In surface shaders if you define an Input struct value with the name uv_
or uv#_
it automatically defines the _ST
variables, applies the TRANSFORM_TEX
, and packs the UVs. It also ignores the semantics (: TEXCOORD0
) on those lines.
All you need to do to apply the scale & offset and pack is to define your UVs.
struct Input {
float2 uv_Splat0;
float2 uv_Splat1;
};
That’s it. Internally those are being packed in the vertex shader and unpacked in the fragment shader before being handed to the surf() function.

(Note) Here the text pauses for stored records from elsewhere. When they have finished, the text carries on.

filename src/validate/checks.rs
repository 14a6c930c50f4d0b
use crate::error::ModelError;

/// Checks that `value` is an actual number (finite, not NaN).
/// Returns the value unchanged so checks can be chained at call sites.
pub fn numeric(value: f64, what: &'static str) -> Result<f64, ModelError> {
    if value.is_finite() {
        Ok(value)
    } else {
        Err(ModelError::InvalidArgument {
            expected: what,
            got: value.to_string(),
        })
    }
}

/// Checks every element of `values` the way `numeric` checks one value.
/// The error names the first offending index.
pub fn numeric_slice<'a>(
    values: &'a [f64],
    what: &'static str,
) -> Result<&'a [f64], ModelError> {
    match values.iter().position(|v| !v.is_finite()) {
        None => Ok(values),
        Some(i) => Err(ModelError::InvalidArgument {
            expected: what,
            got: format!("{} at index {}", values[i], i),
        }),
    }
}

/// Checks that `values` holds exactly `expected` elements.
pub fn exact_len(values: &[f64], expected: usize) -> Result<&[f64], ModelError> {
    if values.len() == expected {
        Ok(values)
    } else {
        Err(ModelError::ShapeMismatch {
            expected,
            got: values.len(),
        })
    }
}

/// Validates a feature count supplied as a float.
///
/// Accepted only when finite, positive and whole-valued: `4.0` becomes `4`,
/// while `4.5`, `0.0` and non-finite values are rejected. This is the
/// explicit guard for callers holding a count in floating point; integer
/// callers go straight to the `usize` constructors.
pub fn entry_count(value: f64) -> Result<usize, ModelError> {
    if value.is_finite() && value > 0.0 && value.fract() == 0.0 {
        Ok(value as usize)
    } else {
        Err(ModelError::InvalidArgument {
            expected: "a positive whole-valued feature count",
            got: value.to_string(),
        })
    }
}
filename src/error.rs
use thiserror::Error;

/// Errors surfaced by model construction, `predict` and `fit`.
///
/// Both kinds are immediate: they are returned to the caller as soon as a
/// bad argument is seen, before any computation touches the parameters.
/// Soft conditions (insufficient training data, an input length that is
/// not a multiple of the feature count) are *not* errors; see
/// `Perceptron::fit`.
#[derive(Debug, Clone, PartialEq, Error)]
pub enum ModelError {
    /// An argument failed numeric validation: a non-finite value where a
    /// number is required, or a fractional/non-positive feature count.
    #[error("invalid argument: expected {expected}, got {got}")]
    InvalidArgument {
        expected: &'static str,
        got: String,
    },

    /// An input slice does not match the unit's feature count.
    #[error("shape mismatch: expected {expected} inputs, got {got}")]
    ShapeMismatch { expected: usize, got: usize },
}
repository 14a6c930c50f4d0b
pub mod mlp;
pub mod neuron;
pub mod perceptron;

pub use mlp::{LayerSpec, Mlp};
pub use neuron::Neuron;
pub use perceptron::Perceptron;

use std::sync::atomic::{AtomicU64, Ordering};

static NEXT_ID: AtomicU64 = AtomicU64::new(1);

/// Hands out process-unique instance ids for units and models.
pub(crate) fn next_id() -> u64 {
    NEXT_ID.fetch_add(1, Ordering::Relaxed)
}
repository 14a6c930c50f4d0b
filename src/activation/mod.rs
pub mod activation;

pub use activation::Activation;
use std::sync::mpsc;

use tracing::info;

use crate::train::epoch_stats::EpochStats;

/// Observer invoked once per training epoch.
///
/// The training loop owns the algorithm; everything about reporting lives
/// behind this trait. Implementations are called synchronously and should
/// return quickly.
pub trait TrainObserver {
    fn on_step(&mut self, stats: &EpochStats);
}

/// Emits one human-readable line per epoch through the `tracing` facade.
///
/// This is what `fit`'s `verbose` flag wires in. Hosts that want the lines
/// on a terminal install a subscriber (see the demos).
#[derive(Debug, Default)]
pub struct LogObserver;

impl TrainObserver for LogObserver {
    fn on_step(&mut self, stats: &EpochStats) {
        info!(
            "epoch {}: prediction = {}, target = {}, loss = {}",
            stats.epoch, stats.prediction, stats.target, stats.loss
        );
    }
}

/// Forwards every `EpochStats` over an mpsc channel.
///
/// Useful for driving charts or progress indicators from another thread.
/// A dropped receiver is ignored: training carries on, the stats go
/// nowhere.
pub struct ChannelObserver {
    tx: mpsc::Sender<EpochStats>,
}

impl ChannelObserver {
    pub fn new(tx: mpsc::Sender<EpochStats>) -> Self {
        ChannelObserver { tx }
    }
}

impl TrainObserver for ChannelObserver {
    fn on_step(&mut self, stats: &EpochStats) {
        let _ = self.tx.send(stats.clone());
    }
}

#[cfg(test)]
mod tests {
    use super::*;

    fn stats(epoch: usize) -> EpochStats {
        EpochStats {
            epoch,
            prediction: 1.0,
            target: 0.0,
            loss: 0.25,
        }
    }

    #[test]
    fn test_channel_observer_forwards_stats_in_order() {
        let (tx, rx) = mpsc::channel();
        let mut observer = ChannelObserver::new(tx);

        observer.on_step(&stats(0));
        observer.on_step(&stats(1));
        drop(observer);

        let received: Vec<EpochStats> = rx.iter().collect();
        assert_eq!(received.len(), 2);
        assert_eq!(received[0].epoch, 0);
        assert_eq!(received[1].epoch, 1);
    }

    #[test]
    fn test_channel_observer_survives_dropped_receiver() {
        let (tx, rx) = mpsc::channel();
        let mut observer = ChannelObserver::new(tx);
        drop(rx);

        // Must not panic; the send error is swallowed.
        observer.on_step(&stats(0));
    }
}
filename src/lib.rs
pub mod error;
pub mod validate;
pub mod activation;
pub mod loss;
pub mod model;
pub mod train;

// Convenience re-exports
pub use error::ModelError;
pub use activation::activation::Activation;
pub use loss::mse::MseLoss;
pub use model::perceptron::{Perceptron, DEFAULT_LEARNING_RATE};
pub use model::neuron::Neuron;
pub use model::mlp::{LayerSpec, Mlp};
pub use train::epoch_stats::EpochStats;
pub use train::observer::{ChannelObserver, LogObserver, TrainObserver};
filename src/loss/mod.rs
pub mod mse;

pub use mse::MseLoss;
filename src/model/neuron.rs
use rand::Rng;

use crate::activation::Activation;
use crate::error::ModelError;
use crate::model::next_id;
use crate::validate;

/// A single generic neuron that remembers its last forward pass.
///
/// Where [`Perceptron`](crate::model::Perceptron) is a stateless
/// classifier with a training rule, `Neuron` is the building-block view:
/// it keeps the inputs it last saw and the weighted sum it last computed,
/// the state a composite model wires together. It has no training
/// behavior of its own.
#[derive(Debug)]
pub struct Neuron {
    id: u64,
    weights: Vec<f64>,
    bias: f64,
    activation: Activation,
    inputs: Vec<f64>,
    z: f64,
}

impl Neuron {
    /// Creates a neuron with `input_size` connections, uniform random
    /// weights in [0, 1) and zero bias.
    pub fn new(input_size: usize, activation: Activation) -> Result<Neuron, ModelError> {
        Self::new_with_rng(input_size, activation, &mut rand::thread_rng())
    }

    /// Creates a neuron drawing its initial weights from `rng`.
    pub fn new_with_rng(
        input_size: usize,
        activation: Activation,
        rng: &mut impl Rng,
    ) -> Result<Neuron, ModelError> {
        if input_size == 0 {
            return Err(ModelError::InvalidArgument {
                expected: "a positive number of input connections",
                got: "0".to_string(),
            });
        }
        Ok(Neuron {
            id: next_id(),
            weights: (0..input_size).map(|_| rng.gen::<f64>()).collect(),
            bias: 0.0,
            activation,
            inputs: Vec::new(),
            z: 0.0,
        })
    }

    /// Feeds one input vector through the neuron.
    ///
    /// Validates the way a unit's `predict` does, then stores both the
    /// inputs and the weighted sum before returning the activated output.
    pub fn forward(&mut self, inputs: &[f64]) -> Result<f64, ModelError> {
        validate::exact_len(inputs, self.weights.len())?;
        validate::numeric_slice(inputs, "numeric inputs")?;

        self.z = inputs
            .iter()
            .zip(&self.weights)
            .map(|(x, w)| x * w)
            .sum::<f64>()
            + self.bias;
        self.inputs.clear();
        self.inputs.extend_from_slice(inputs);
        Ok(self.activation.function(self.z))
    }

    pub fn id(&self) -> u64 {
        self.id
    }

    pub fn input_size(&self) -> usize {
        self.weights.len()
    }

    pub fn weights(&self) -> &[f64] {
        &self.weights
    }

    pub fn bias(&self) -> f64 {
        self.bias
    }

    pub fn activation(&self) -> Activation {
        self.activation
    }

    /// The inputs of the last `forward` call (empty before the first one).
    pub fn inputs(&self) -> &[f64] {
        &self.inputs
    }

    /// The weighted sum of the last `forward` call (0.0 before the first
    /// one).
    pub fn z(&self) -> f64 {
        self.z
    }
}

#[cfg(test)]
mod tests {
    use super::*;
    use rand::rngs::StdRng;
    use rand::SeedableRng;

    #[test]
    fn test_forward_stores_inputs_and_weighted_sum() {
        let mut neuron =
            Neuron::new_with_rng(3, Activation::Identity, &mut StdRng::seed_from_u64(3)).unwrap();
        let inputs = [1.0, -2.0, 0.5];
        let expected_z: f64 = inputs
            .iter()
            .zip(neuron.weights())
            .map(|(x, w)| x * w)
            .sum::<f64>()
            + neuron.bias();

        let out = neuron.forward(&inputs).unwrap();
        // Identity activation: the output is the weighted sum itself.
        assert_eq!(out, neuron.z());
        assert!((neuron.z() - expected_z).abs() < 1e-12);
        assert_eq!(neuron.inputs(), &inputs[..]);
    }

    #[test]
    fn test_forward_validates_like_predict() {
        let mut neuron = Neuron::new(2, Activation::Step).unwrap();
        assert!(matches!(
            neuron.forward(&[1.0]),
            Err(ModelError::ShapeMismatch { .. })
        ));
        assert!(matches!(
            neuron.forward(&[1.0, f64::NAN]),
            Err(ModelError::InvalidArgument { .. })
        ));
    }

    #[test]
    fn test_state_starts_empty() {
        let neuron = Neuron::new(2, Activation::Sigmoid).unwrap();
        assert!(neuron.inputs().is_empty());
        assert_eq!(neuron.z(), 0.0);
    }

    #[test]
    fn test_zero_input_size_rejected() {
        assert!(Neuron::new(0, Activation::Step).is_err());
    }
}
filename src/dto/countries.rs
use crate::domain::country::Country;
use crate::forms::country::CountryForm;

/// Everything the country edit screen needs to render.
#[derive(Debug)]
pub struct CountryEditData {
    pub title: String,
    pub country: Option<Country>,
    pub form: CountryForm,
}
use thiserror::Error;

/// Failures of a call against the admin API.
///
/// The enum is `Clone` so a failure can be published to every watcher of a
/// controller's status.
#[derive(Clone, Debug, Error, PartialEq, Eq)]
pub enum ApiError {
    #[error("Transport error: {0}")]
    Transport(String),

    #[error("Decode error: {0}")]
    Decode(String),

    #[error("Entity not found")]
    NotFound,
}

pub type ApiResult<T> = Result<T, ApiError>;

impl From<reqwest::Error> for ApiError {
    fn from(err: reqwest::Error) -> Self {
        if err.is_decode() {
            ApiError::Decode(err.to_string())
        } else {
            ApiError::Transport(err.to_string())
        }
    }
}

impl From<serde_json::Error> for ApiError {
    fn from(err: serde_json::Error) -> Self {
        ApiError::Decode(err.to_string())
    }
}
use crate::domain::city::City;
use crate::domain::country::Country;
use crate::forms::city::CityForm;

/// Everything the city edit screen needs to render.
#[derive(Debug)]
pub struct CityEditData {
    pub title: String,
    /// City being edited, `None` in create mode.
    pub city: Option<City>,
    pub form: CityForm,
    /// Options of the country select, ordered by name.
    pub countries: Vec<Country>,
}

If you look at the surface shader’s generated code you’ll see this:
// in the vertex shader
o.pack0.xy = TRANSFORM_TEX(v.texcoord, _Splat0);
o.pack0.zw = TRANSFORM_TEX(v.texcoord, _Splat1);
// in the fragment shader
surfIN.uv_Splat0 = IN.pack0.xy;
surfIN.uv_Splat1 = IN.pack0.zw;
The only reason to use a custom vert function for something like this is to modify the UVs manually or to skip the TRANSFORM_TEX
in the vertex shader, which honestly you should do when using multiple scale & offsets on the same texcoord like you do with splat maps. For that you want to define an input without the uv_
prefix.
struct Input {
float2 texcoord;
};
void vert(inout appdata_full v, out Input o)
{
o.texcoord = v.texcoord;
}
float4 _Splat0_ST, _Splat1_ST;;
void surf (Input IN, inout SurfaceOutput o) {
float2 uv_Splat0 = TRANSFORM_TEX(IN.texcoord0, _Splat0);
float2 uv_Splat1 = TRANSFORM_TEX(IN.texcoord0, _Splat1);
// do stuff
This way you’re only transferring the UV once, and each TRANSFORM_TEX is only a single additional MAD instruction, so it’s basically free. The only reason to do it in the vertex shader is to prevent dependent texture reads on mobile when using OpenGLES 2.0 devices, but packing the UVs also causes dependent texture reads so just using a surface shader to begin with is already causing this.
edit: You still need the custom vert function for this case as there’s a long time bug since Unity 5.1 where it culls UVs when defining Inputs with texcoord semantics under some cases.